Is the rise in US long-term rates a turning point for the economy and markets?

March 12, 2021

USA | liberty

By sometimes overanalysing rates on our screens, we tend to forget to look a little further in front of us... Yes, we could rewind and say that rate steepening was obviously going to happen: a US economy that was bound to accelerate with the pace of vaccination, the USD 1.9 trillion fiscal stimulus plan, job creation accelerating, and all this in front of a Fed that struggles to convince markets of its ability and willingness to control the yield curve. But in reality, the truth is that most investors were positioned in the opposite direction until recently, hence the violent adjustment underway… Here is our understanding of the current situation in a few Q&A’s.

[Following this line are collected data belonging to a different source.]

//! Language-model access for the risk classifier.
//!
//! A backend (OpenAI by default, or Anthropic) is picked at startup and
//! wrapped in a `RigAdapter`, so the rest of the crate only sees
//! `Arc<dyn LlmProvider>`.

pub mod provider;
mod rig_adapter;

pub use provider::*;
pub use rig_adapter::RigAdapter;

use std::fmt;
use std::str::FromStr;
use std::sync::Arc;

use rig::client::CompletionClient;
use rig::providers::{anthropic, openai};
use secrecy::{ExposeSecret, SecretString};
use tracing::info;

use crate::error::LlmError;

/// Hosted completion APIs the classifier can call.
#[derive(Debug, Clone, Copy, PartialEq, Eq)]
pub enum LlmBackend {
    OpenAi,
    Anthropic,
}

impl LlmBackend {
    pub fn label(&self) -> &'static str {
        match self {
            Self::OpenAi => "openai",
            Self::Anthropic => "anthropic",
        }
    }

    /// Environment variable the API key is read from.
    pub fn api_key_var(&self) -> &'static str {
        match self {
            Self::OpenAi => "OPENAI_API_KEY",
            Self::Anthropic => "ANTHROPIC_API_KEY",
        }
    }

    pub fn default_model(&self) -> &'static str {
        match self {
            Self::OpenAi => "gpt-4",
            Self::Anthropic => "claude-3-5-haiku-latest",
        }
    }
}

impl fmt::Display for LlmBackend {
    fn fmt(&self, f: &mut fmt::Formatter<'_>) -> fmt::Result {
        f.write_str(self.label())
    }
}

impl FromStr for LlmBackend {
    type Err = String;

    fn from_str(s: &str) -> Result<Self, Self::Err> {
        match s.trim().to_ascii_lowercase().as_str() {
            "openai" => Ok(Self::OpenAi),
            "anthropic" => Ok(Self::Anthropic),
            other => Err(format!("unknown LLM backend '{other}'")),
        }
    }
}

/// Backend, credentials and model for the classifier.
#[derive(Debug, Clone)]
pub struct LlmConfig {
    pub backend: LlmBackend,
    pub api_key: SecretString,
    pub model: String,
}

/// Build the provider described by `config`.
///
/// No request is made here; a bad key only shows up on the first call.
pub fn create_provider(config: &LlmConfig) -> Result<Arc<dyn LlmProvider>, LlmError> {
    let key = config.api_key.expose_secret();
    let backend = config.backend;

    let provider: Arc<dyn LlmProvider> = match backend {
        LlmBackend::OpenAi => {
            let client: rig::client::Client<openai::client::OpenAIResponsesExt> =
                openai::Client::new(key).map_err(|e| client_error(backend, e))?;
            Arc::new(RigAdapter::new(
                client.completion_model(&config.model),
                &config.model,
                backend.label(),
            ))
        }
        LlmBackend::Anthropic => {
            let client: rig::client::Client<anthropic::client::AnthropicExt> =
                anthropic::Client::new(key).map_err(|e| client_error(backend, e))?;
            Arc::new(RigAdapter::new(
                client.completion_model(&config.model),
                &config.model,
                backend.label(),
            ))
        }
    };

    info!(backend = %backend, model = %config.model, "Risk classifier provider ready");
    Ok(provider)
}

fn client_error(backend: LlmBackend, err: impl fmt::Display) -> LlmError {
    LlmError::RequestFailed {
        provider: backend.label().to_string(),
        reason: format!("could not build {backend} client: {err}"),
    }
}

#[cfg(test)]
mod tests {
    use super::*;

    fn config(backend: LlmBackend) -> LlmConfig {
        LlmConfig {
            backend,
            api_key: SecretString::from("key-for-tests"),
            model: backend.default_model().to_string(),
        }
    }

    #[test]
    fn builds_each_backend_without_network() {
        for backend in [LlmBackend::OpenAi, LlmBackend::Anthropic] {
            let provider = create_provider(&config(backend)).unwrap();
            assert_eq!(provider.model_name(), backend.default_model());
        }
    }

    #[test]
    fn backend_names() {
        assert_eq!("OpenAI".parse::<LlmBackend>(), Ok(LlmBackend::OpenAi));
        assert_eq!(
            " anthropic ".parse::<LlmBackend>().map(|b| b.api_key_var()),
            Ok("ANTHROPIC_API_KEY")
        );
        assert!("mistral".parse::<LlmBackend>().is_err());
        assert_eq!(LlmBackend::Anthropic.to_string(), "anthropic");
    }
}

1. How should we understand this rise in rates?

There are five explanations for this sudden rise in US long rates:

  1. Inflation expectations - fuelled among other things by base effects - which have progressively recovered since summer 2020.
  2. The US fiscal stimulus plan, which should bolster the recovery this year and is already generating a debate on the risk of overheating among leading economists.
  3. The asset/liability management of banks that has led to hedging against a rise in rates, and a prudential issue in the United States (equity vs. total assets ratios) which could lead to the sale of US Treasuries.
  4. The uncertainty around the Fed. The nature of the debate has changed; the question is no longer knowing if the Fed is doing enough to support the economy, but whether it is willing and has the ability to control the rise in long term interest rates by adapting its asset purchase program (which is still not visible to date).
  5. Hence the last explanation: investors have hedged against this risk by selling the US curve, which has amplified the February steepening movement.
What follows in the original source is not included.